:: RECORDS FOR THE EXERCISE ::
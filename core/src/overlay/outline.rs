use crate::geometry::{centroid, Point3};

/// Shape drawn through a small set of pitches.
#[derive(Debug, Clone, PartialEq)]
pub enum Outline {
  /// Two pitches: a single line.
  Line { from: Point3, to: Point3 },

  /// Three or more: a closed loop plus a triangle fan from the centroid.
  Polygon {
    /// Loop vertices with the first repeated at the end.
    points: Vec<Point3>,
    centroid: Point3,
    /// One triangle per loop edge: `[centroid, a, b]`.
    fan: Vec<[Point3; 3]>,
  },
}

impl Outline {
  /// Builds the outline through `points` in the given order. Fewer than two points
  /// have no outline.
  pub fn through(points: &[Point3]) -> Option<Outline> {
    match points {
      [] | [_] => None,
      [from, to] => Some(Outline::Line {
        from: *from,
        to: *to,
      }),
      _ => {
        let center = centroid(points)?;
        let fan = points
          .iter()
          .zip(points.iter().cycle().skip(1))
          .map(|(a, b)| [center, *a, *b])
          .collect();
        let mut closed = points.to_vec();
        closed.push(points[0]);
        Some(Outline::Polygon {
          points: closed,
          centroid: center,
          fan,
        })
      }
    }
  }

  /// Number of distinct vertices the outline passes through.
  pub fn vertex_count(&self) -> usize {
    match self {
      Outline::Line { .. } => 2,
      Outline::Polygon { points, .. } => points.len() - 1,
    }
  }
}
...
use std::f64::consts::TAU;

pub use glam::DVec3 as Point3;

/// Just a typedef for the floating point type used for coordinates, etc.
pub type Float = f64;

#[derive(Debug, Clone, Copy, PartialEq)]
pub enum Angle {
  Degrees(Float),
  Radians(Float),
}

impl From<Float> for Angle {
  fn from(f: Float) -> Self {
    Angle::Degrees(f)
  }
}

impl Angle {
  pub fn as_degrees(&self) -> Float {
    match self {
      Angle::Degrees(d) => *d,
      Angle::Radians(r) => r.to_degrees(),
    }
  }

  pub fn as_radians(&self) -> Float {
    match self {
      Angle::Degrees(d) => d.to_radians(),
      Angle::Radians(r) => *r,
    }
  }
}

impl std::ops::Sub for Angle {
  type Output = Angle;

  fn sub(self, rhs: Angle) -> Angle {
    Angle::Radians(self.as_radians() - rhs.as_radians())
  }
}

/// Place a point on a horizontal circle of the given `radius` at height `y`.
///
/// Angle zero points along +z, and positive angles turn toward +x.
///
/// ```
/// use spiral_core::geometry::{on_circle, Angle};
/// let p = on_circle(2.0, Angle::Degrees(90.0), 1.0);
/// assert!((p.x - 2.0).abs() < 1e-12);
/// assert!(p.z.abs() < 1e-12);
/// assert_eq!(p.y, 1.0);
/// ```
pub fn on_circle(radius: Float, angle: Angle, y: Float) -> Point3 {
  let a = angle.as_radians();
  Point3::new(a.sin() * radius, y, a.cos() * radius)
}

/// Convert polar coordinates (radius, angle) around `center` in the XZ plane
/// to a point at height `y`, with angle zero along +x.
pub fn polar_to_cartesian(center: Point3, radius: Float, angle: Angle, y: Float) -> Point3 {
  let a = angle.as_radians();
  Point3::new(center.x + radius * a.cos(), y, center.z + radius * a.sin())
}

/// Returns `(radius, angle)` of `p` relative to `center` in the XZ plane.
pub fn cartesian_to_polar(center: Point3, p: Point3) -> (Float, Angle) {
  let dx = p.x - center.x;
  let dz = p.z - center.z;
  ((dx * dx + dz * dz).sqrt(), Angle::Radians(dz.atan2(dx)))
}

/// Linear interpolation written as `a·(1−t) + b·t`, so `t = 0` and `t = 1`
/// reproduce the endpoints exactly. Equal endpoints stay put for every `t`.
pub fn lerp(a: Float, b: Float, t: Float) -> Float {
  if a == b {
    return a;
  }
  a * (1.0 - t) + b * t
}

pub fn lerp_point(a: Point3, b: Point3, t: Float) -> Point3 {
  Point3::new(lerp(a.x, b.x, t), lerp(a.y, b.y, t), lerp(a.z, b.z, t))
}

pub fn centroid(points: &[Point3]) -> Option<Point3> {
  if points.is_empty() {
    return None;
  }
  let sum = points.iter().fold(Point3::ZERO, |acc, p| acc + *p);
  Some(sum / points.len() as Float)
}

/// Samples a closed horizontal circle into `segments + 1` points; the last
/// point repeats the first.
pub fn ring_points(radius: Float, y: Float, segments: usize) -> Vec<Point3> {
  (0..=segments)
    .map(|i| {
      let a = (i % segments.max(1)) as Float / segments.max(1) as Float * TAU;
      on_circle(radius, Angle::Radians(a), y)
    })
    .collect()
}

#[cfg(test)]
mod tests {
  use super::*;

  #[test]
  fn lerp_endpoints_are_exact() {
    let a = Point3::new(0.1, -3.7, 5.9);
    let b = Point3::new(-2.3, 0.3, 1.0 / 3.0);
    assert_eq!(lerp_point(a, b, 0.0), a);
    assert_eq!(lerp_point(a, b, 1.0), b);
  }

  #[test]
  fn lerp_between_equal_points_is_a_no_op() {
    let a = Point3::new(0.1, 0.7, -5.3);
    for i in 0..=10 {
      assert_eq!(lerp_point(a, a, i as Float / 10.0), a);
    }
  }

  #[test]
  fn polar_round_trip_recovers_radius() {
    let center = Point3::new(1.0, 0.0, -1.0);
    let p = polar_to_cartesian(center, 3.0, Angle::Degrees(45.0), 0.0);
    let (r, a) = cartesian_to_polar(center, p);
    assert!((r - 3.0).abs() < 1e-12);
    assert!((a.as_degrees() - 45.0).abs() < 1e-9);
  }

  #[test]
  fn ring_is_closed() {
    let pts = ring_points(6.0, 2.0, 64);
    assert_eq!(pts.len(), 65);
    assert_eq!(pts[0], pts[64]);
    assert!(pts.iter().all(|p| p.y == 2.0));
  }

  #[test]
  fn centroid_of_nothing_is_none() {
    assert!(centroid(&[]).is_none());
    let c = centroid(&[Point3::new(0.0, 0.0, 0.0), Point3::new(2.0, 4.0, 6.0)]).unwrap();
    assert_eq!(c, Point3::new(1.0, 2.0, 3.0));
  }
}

:: WHAT THE TASK ASKS ::
Please copy each line of the entries in which the word "along" shows up.

:: RESPONSE TO THE TASK ::
/// Angle zero points along +z, and positive angles turn toward +x.
/// to a point at height `y`, with angle zero along +x.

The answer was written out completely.